Your task:
Only the lines that hold the word "minus" are wanted from this listing.

Extracted records:
=== Begin Enclosure ===
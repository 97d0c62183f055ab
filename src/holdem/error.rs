use thiserror::Error;

use crate::core::CardError;

#[derive(Error, Debug, PartialEq, Eq, Clone, Copy, Hash)]
pub enum HoldemError {
    #[error("A board can only have 0, 3, 4, or 5 cards, got {0}")]
    InvalidBoardSize(usize),
    #[error("Hand strength needs at least one trial")]
    ZeroTrials,
    #[error("The opponent needs at least one hole card")]
    NoOpponentCards,
    #[error("Invalid cards")]
    Card(#[from] CardError),
}
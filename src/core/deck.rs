use rand::Rng;
use rand::seq::index;

use super::{Card, CardBitSet, CardError};

/// The cards that haven't been seen yet in the current hand.
///
/// A `Deck` is built once per estimation from the cards that are known
/// (own hole cards and the board) and then sampled over and over. Sampling
/// never removes cards, every call is an independent draw from the same
/// remaining cards.
#[derive(Debug, Clone, PartialEq, Eq)]
pub struct Deck {
    /// Flat list of the cards for fast indexed sampling.
    cards: Vec<Card>,
    /// Same cards as a set for membership checks.
    set: CardBitSet,
}

impl Deck {
    /// Build the standard 52 card deck minus the `excluded` cards.
    ///
    /// # Examples
    ///
    /// ```
    /// use bounty_holdem::core::{Deck, parse_cards};
    ///
    /// let known = parse_cards("AhKh2c7d8s").unwrap();
    /// let deck = Deck::build(&known).unwrap();
    /// assert_eq!(47, deck.len());
    /// ```
    ///
    /// # Errors
    ///
    /// `CardError::DuplicateCard` if a card is excluded twice.
    pub fn build(excluded: &[Card]) -> Result<Self, CardError> {
        Self::from_universe(CardBitSet::full(), excluded)
    }

    /// Build a deck from a closed card universe minus the `excluded` cards.
    ///
    /// Small universes make exhaustive checks of the estimator possible.
    ///
    /// # Errors
    ///
    /// `CardError::DuplicateCard` if a card is excluded twice and
    /// `CardError::OutsideUniverse` if an excluded card isn't in `universe`.
    pub fn from_universe(universe: CardBitSet, excluded: &[Card]) -> Result<Self, CardError> {
        let mut removed = CardBitSet::new();
        for &card in excluded {
            if !universe.contains(card) {
                return Err(CardError::OutsideUniverse(card));
            }
            if !removed.insert(card) {
                return Err(CardError::DuplicateCard(card));
            }
        }

        let set = universe.difference(&removed);
        Ok(Self {
            cards: set.iter().collect(),
            set,
        })
    }

    pub fn len(&self) -> usize {
        self.cards.len()
    }

    pub fn is_empty(&self) -> bool {
        self.cards.is_empty()
    }

    pub fn contains(&self, card: Card) -> bool {
        self.set.contains(card)
    }

    /// Draw `k` distinct cards uniformly at random without replacement.
    ///
    /// The returned cards are in random order so callers can split them
    /// positionally (first the opponent's hole cards, then the board).
    ///
    /// # Errors
    ///
    /// `CardError::NotEnoughCards` when `k` is larger than the deck.
    pub fn sample<R: Rng + ?Sized>(&self, k: usize, rng: &mut R) -> Result<Vec<Card>, CardError> {
        if k > self.cards.len() {
            return Err(CardError::NotEnoughCards {
                requested: k,
                available: self.cards.len(),
            });
        }
        Ok(index::sample(rng, self.cards.len(), k)
            .into_iter()
            .map(|idx| self.cards[idx])
            .collect())
    }
}

#[cfg(test)]
mod tests {
    use rand::{SeedableRng, rngs::StdRng};

    use super::*;
    use crate::core::{Suit, Value, parse_cards};

    #[test]
    fn test_build_full() {
        let deck = Deck::build(&[]).unwrap();
        assert_eq!(52, deck.len());
    }

    #[test]
    fn test_build_removes_known() {
        let known = parse_cards("AsKs").unwrap();
        let deck = Deck::build(&known).unwrap();
        assert_eq!(50, deck.len());
        assert!(!deck.contains(Card::new(Value::Ace, Suit::Spade)));
        assert!(deck.contains(Card::new(Value::Ace, Suit::Heart)));
    }

    #[test]
    fn test_build_duplicate_excluded() {
        let ace = Card::new(Value::Ace, Suit::Spade);
        assert_eq!(
            Err(CardError::DuplicateCard(ace)),
            Deck::build(&[ace, ace])
        );
    }

    #[test]
    fn test_universe_rejects_outsider() {
        let universe: CardBitSet = parse_cards("2c3c4c").unwrap().into_iter().collect();
        let outsider = Card::new(Value::Ace, Suit::Spade);
        assert_eq!(
            Err(CardError::OutsideUniverse(outsider)),
            Deck::from_universe(universe, &[outsider])
        );
    }

    #[test]
    fn test_sample_distinct_and_from_deck() {
        let known = parse_cards("AsKsQs").unwrap();
        let deck = Deck::build(&known).unwrap();
        let mut rng = StdRng::seed_from_u64(42);

        for _ in 0..100 {
            let draw = deck.sample(7, &mut rng).unwrap();
            assert_eq!(7, draw.len());
            let set: CardBitSet = draw.iter().copied().collect();
            assert_eq!(7, set.count());
            assert!(draw.iter().all(|c| deck.contains(*c)));
        }
        // Sampling doesn't consume anything.
        assert_eq!(49, deck.len());
    }

    #[test]
    fn test_sample_whole_deck() {
        let universe: CardBitSet = parse_cards("2c3c4c").unwrap().into_iter().collect();
        let deck = Deck::from_universe(universe, &[]).unwrap();
        let mut rng = StdRng::seed_from_u64(1);
        let draw: CardBitSet = deck.sample(3, &mut rng).unwrap().into_iter().collect();
        assert_eq!(universe, draw);
    }

    #[test]
    fn test_sample_too_many() {
        let universe: CardBitSet = parse_cards("2c3c").unwrap().into_iter().collect();
        let deck = Deck::from_universe(universe, &[]).unwrap();
        let mut rng = StdRng::seed_from_u64(1);
        assert_eq!(
            Err(CardError::NotEnoughCards {
                requested: 3,
                available: 2
            }),
            deck.sample(3, &mut rng)
        );
    }

    #[test]
    fn test_sample_seeded_is_repeatable() {
        let deck = Deck::build(&[]).unwrap();
        let a = deck.sample(5, &mut StdRng::seed_from_u64(9)).unwrap();
        let b = deck.sample(5, &mut StdRng::seed_from_u64(9)).unwrap();
        assert_eq!(a, b);
    }
}
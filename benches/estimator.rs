use bounty_holdem::agent::{ActionKind, Bot, BountyAgent, HandRecord};
use bounty_holdem::core::{CardBitSet, Rankable, Value, parse_cards};
use bounty_holdem::holdem::MonteCarloEstimator;
use criterion::{BenchmarkId, Criterion, criterion_group, criterion_main};
use rand::{SeedableRng, rngs::StdRng};

fn bench_estimate_by_street(c: &mut Criterion) {
    let mut group = c.benchmark_group("estimate_by_street");
    let own = parse_cards("AsKd").unwrap();
    let estimator = MonteCarloEstimator::default();

    for board in ["", "7h2c9s", "7h2c9sTd", "7h2c9sTd3h"] {
        let board_cards = parse_cards(board).unwrap();
        group.bench_with_input(
            BenchmarkId::new("board_cards", board_cards.len()),
            &board_cards,
            |b, board_cards| {
                let mut rng = StdRng::seed_from_u64(42);
                b.iter(|| estimator.estimate(&own, board_cards, &mut rng).unwrap());
            },
        );
    }
    group.finish();
}

fn bench_estimate_by_trials(c: &mut Criterion) {
    let mut group = c.benchmark_group("estimate_by_trials");
    let own = parse_cards("8h8d").unwrap();
    let board = parse_cards("Qc5s2h").unwrap();

    for trials in [10, 100, 1_000] {
        let estimator = MonteCarloEstimator::new(trials, 2).unwrap();
        group.bench_with_input(BenchmarkId::new("trials", trials), &trials, |b, _| {
            let mut rng = StdRng::seed_from_u64(42);
            b.iter(|| estimator.estimate(&own, &board, &mut rng).unwrap());
        });
    }
    group.finish();
}

fn bench_rank_seven(c: &mut Criterion) {
    let cards: CardBitSet = parse_cards("AsKdQh7c7d2s9h")
        .unwrap()
        .into_iter()
        .collect();
    c.bench_function("rank_seven_cards", |b| b.iter(|| cards.rank()));
}

fn bench_agent_decision(c: &mut Criterion) {
    let record = HandRecord::builder()
        .own_cards(parse_cards("AsKd").unwrap())
        .board(parse_cards("7h2c9s").unwrap())
        .pips(0, 20)
        .stacks(380, 360, 400)
        .legal(&[ActionKind::Fold, ActionKind::Call, ActionKind::Raise])
        .raise_bounds(40, 360)
        .own_bounty(Value::King)
        .build()
        .unwrap();

    c.bench_function("agent_get_action", |b| {
        let mut agent = BountyAgent::with_seed("bench", 42);
        agent.handle_new_round(1);
        b.iter(|| agent.get_action(&record).unwrap());
    });
}

criterion_group!(
    benches,
    bench_estimate_by_street,
    bench_estimate_by_trials,
    bench_rank_seven,
    bench_agent_decision
);
criterion_main!(benches);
=== End Enclosure ===
Task output:
    /// Build the standard 52 card deck minus the `excluded` cards.
    /// Build a deck from a closed card universe minus the `excluded` cards.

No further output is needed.